Foreword for Issue 28 from the Pro-Vice-Chancellor for International Strategy:
This issue of Research Horizons is devoted entirely to India.
In 2010, following the announcement of his appointment as Vice-Chancellor of the University of Cambridge, Professor Sir Leszek Borysiewicz was asked to join a Prime Ministerial delegation to India. I was standing on a train platform when he called, asking for an analysis of our existing collaborations in India. What emerged surprised him, members of the University and many in India: well over 100 collaborations and partnerships, many forged over decades, others more recently. In providing this data, several academics expressed how they would welcome better recognition from the University of the value of these partnerships.
A lot has happened in five years, much of it thanks to the continued support of the Vice-Chancellor. We now lead 15 UK–India Education and Research Initiative (UKIERI) partnerships ranging from social healthcare to rural agriculture. Our conference on ‘Nehru and Today’s India’ was broadcast live on NDTV. Our work on multidrug-resistant tuberculosis has been recognised in laboratories co-located in Chennai and Cambridge, funded by the UK Medical Research Council and India’s Department of Biotechnology (DBT).
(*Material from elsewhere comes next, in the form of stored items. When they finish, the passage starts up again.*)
//! Turns a run configuration into running producer/consumer pairs.

use std::collections::HashSet;

use tokio_util::sync::CancellationToken;
use tracing::{info, warn};

use framepipe_channel::{ChannelEndpoint, EndpointConfig};

use crate::config::{ConfigError, HarnessConfig, PairConfig};
use crate::consumer::{Consumer, ConsumerReport};
use crate::error::{HarnessError, Result};
use crate::producer::{Producer, ProducerReport};
use crate::scheduler::{IndependentScheduler, RoundRobinScheduler, TaskOutcome, TaskReport};
use crate::source::open_source;

/// A producer and consumer joined by their own endpoint, ready to run.
pub struct BuiltPair {
    pub index: usize,
    pub producer: Producer,
    pub consumer: Consumer,
}

/// A pair that could not be built. Its siblings are unaffected.
#[derive(Debug)]
pub struct PairRejection {
    pub index: usize,
    pub source_id: u32,
    pub error: HarnessError,
}

/// Everything that happened in one run.
#[derive(Debug)]
pub struct RunSummary {
    pub outcomes: Vec<TaskOutcome>,
    pub rejected: Vec<PairRejection>,
}

impl RunSummary {
    /// Failed tasks plus rejected pairs.
    pub fn failures(&self) -> usize {
        self.outcomes.iter().filter(|o| !o.is_ok()).count() + self.rejected.len()
    }

    pub fn is_success(&self) -> bool {
        self.failures() == 0
    }

    pub fn producer_reports(&self) -> impl Iterator<Item = &ProducerReport> {
        self.outcomes.iter().filter_map(|o| match &o.result {
            Ok(TaskReport::Producer(report)) => Some(report),
            _ => None,
        })
    }

    pub fn consumer_reports(&self) -> impl Iterator<Item = &ConsumerReport> {
        self.outcomes.iter().filter_map(|o| match &o.result {
            Ok(TaskReport::Consumer(report)) => Some(report),
            _ => None,
        })
    }
}

/// The built pairs of one run configuration.
pub struct Harness {
    pairs: Vec<BuiltPair>,
    rejected: Vec<PairRejection>,
}

impl Harness {
    /// Validate each pair, open its endpoint, source and sink.
    ///
    /// A pair that fails any of these is recorded as rejected and the rest
    /// are still built.
    pub async fn build(config: HarnessConfig) -> Self {
        let endpoint = config.endpoint;
        let mut seen = HashSet::new();
        let mut pairs = Vec::with_capacity(config.pairs.len());
        let mut rejected = Vec::new();

        for (index, pair) in config.pairs.into_iter().enumerate() {
            let source_id = pair.source.source_id;
            match build_pair(index, pair, &endpoint, &mut seen).await {
                Ok(built) => pairs.push(built),
                Err(error) => {
                    warn!(pair = index, source_id, error = %error, "pair rejected");
                    rejected.push(PairRejection {
                        index,
                        source_id,
                        error,
                    });
                }
            }
        }

        info!(pairs = pairs.len(), rejected = rejected.len(), "harness built");
        Self {
            pairs,
            rejected,
        }
    }

    pub fn pairs(&self) -> &[BuiltPair] {
        &self.pairs
    }

    pub fn rejected(&self) -> &[PairRejection] {
        &self.rejected
    }

    /// Run every producer and consumer on its own task.
    pub async fn run_independent(self, cancel: &CancellationToken) -> RunSummary {
        let mut scheduler = IndependentScheduler::new(cancel);
        for pair in self.pairs {
            scheduler.add(Box::new(pair.producer));
            scheduler.add(Box::new(pair.consumer));
        }
        scheduler.start();
        RunSummary {
            outcomes: scheduler.join().await,
            rejected: self.rejected,
        }
    }

    /// Run file-backed producers together on one round-robin task.
    ///
    /// Other producers and every consumer still get a task of their own.
    pub async fn run_cooperative(self, cancel: &CancellationToken) -> RunSummary {
        let mut ring = RoundRobinScheduler::new();
        let mut scheduler = IndependentScheduler::new(cancel);
        for pair in self.pairs {
            if pair.producer.descriptor().payload.is_file() {
                ring.add(pair.producer);
            } else {
                scheduler.add(Box::new(pair.producer));
            }
            scheduler.add(Box::new(pair.consumer));
        }

        scheduler.start();
        let ring_task = tokio::spawn(ring.run(cancel.child_token()));
        let mut outcomes = scheduler.join().await;
        match ring_task.await {
            Ok(ring_outcomes) => outcomes.extend(ring_outcomes),
            Err(err) => outcomes.push(TaskOutcome {
                name: "round-robin".to_string(),
                result: Err(HarnessError::TaskAborted {
                    name: "round-robin".to_string(),
                    message: err.to_string(),
                }),
            }),
        }

        RunSummary {
            outcomes,
            rejected: self.rejected,
        }
    }
}

async fn build_pair(
    index: usize,
    pair: PairConfig,
    endpoint: &EndpointConfig,
    seen: &mut HashSet<u32>,
) -> Result<BuiltPair> {
    pair.validate(index, endpoint)?;
    let source_id = pair.source.source_id;
    if !seen.insert(source_id) {
        return Err(ConfigError::InvalidField {
            pair: index,
            field: "source_id",
            reason: format!("{source_id} is already used by another pair"),
        }
        .into());
    }

    let source = open_source(&pair.source, endpoint).await?;
    let (writer, reader) = ChannelEndpoint::open(source_id, endpoint).split();
    let consumer = Consumer::open(pair.sink, reader).await?;
    let producer = Producer::new(pair.source, writer, source);
    Ok(BuiltPair {
        index,
        producer,
        consumer,
    })
}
The first postdoctoral fellows, based at the National Centre for Biological Sciences in Bangalore and Cambridge, started this autumn. Annually, we test progress and seek advice from our India Circle of Advisors, based in India. To sustain our work, we are establishing a Section 8 Company in India, which will receive funds in India to support partnerships in India. And we are currently recruiting to the first five Fellowships funded jointly by Cambridge and DBT, in a new model whereby a Cambridge-appointed researcher spends 60% of their time in India, integrating their work with colleagues in India and Cambridge.
The articles in this issue give a sense (but only a sense; this issue showcases roughly a tenth of our current partnerships) of the breadth and ambition of our work. They reveal a restless University, continuing to redefine what it means to engage with the world. Some articles cover research by Indian nationals who hold appointments in Cambridge, others cover research by those who collaborate with their former students, based in India.
Yes, Cambridge brings approaches, technologies and theories, but we also are in India to learn. As Indian politician Meira Kumar, the first woman speaker of Lok Sabha, once pointed out: “India is a land of diversities, and there lies its strength. Ideas, religions and cultures have been encouraged to interact and create a powerful and unique synthesis, one that believes in the essential oneness of human beings.”
Cambridge is regularly cited in India and the UK as taking a distinctive approach, academically led, institutionally supported and premised on a need to understand what can be done to serve society. We’re there to address challenges in India because the challenges in India are the challenges we face together.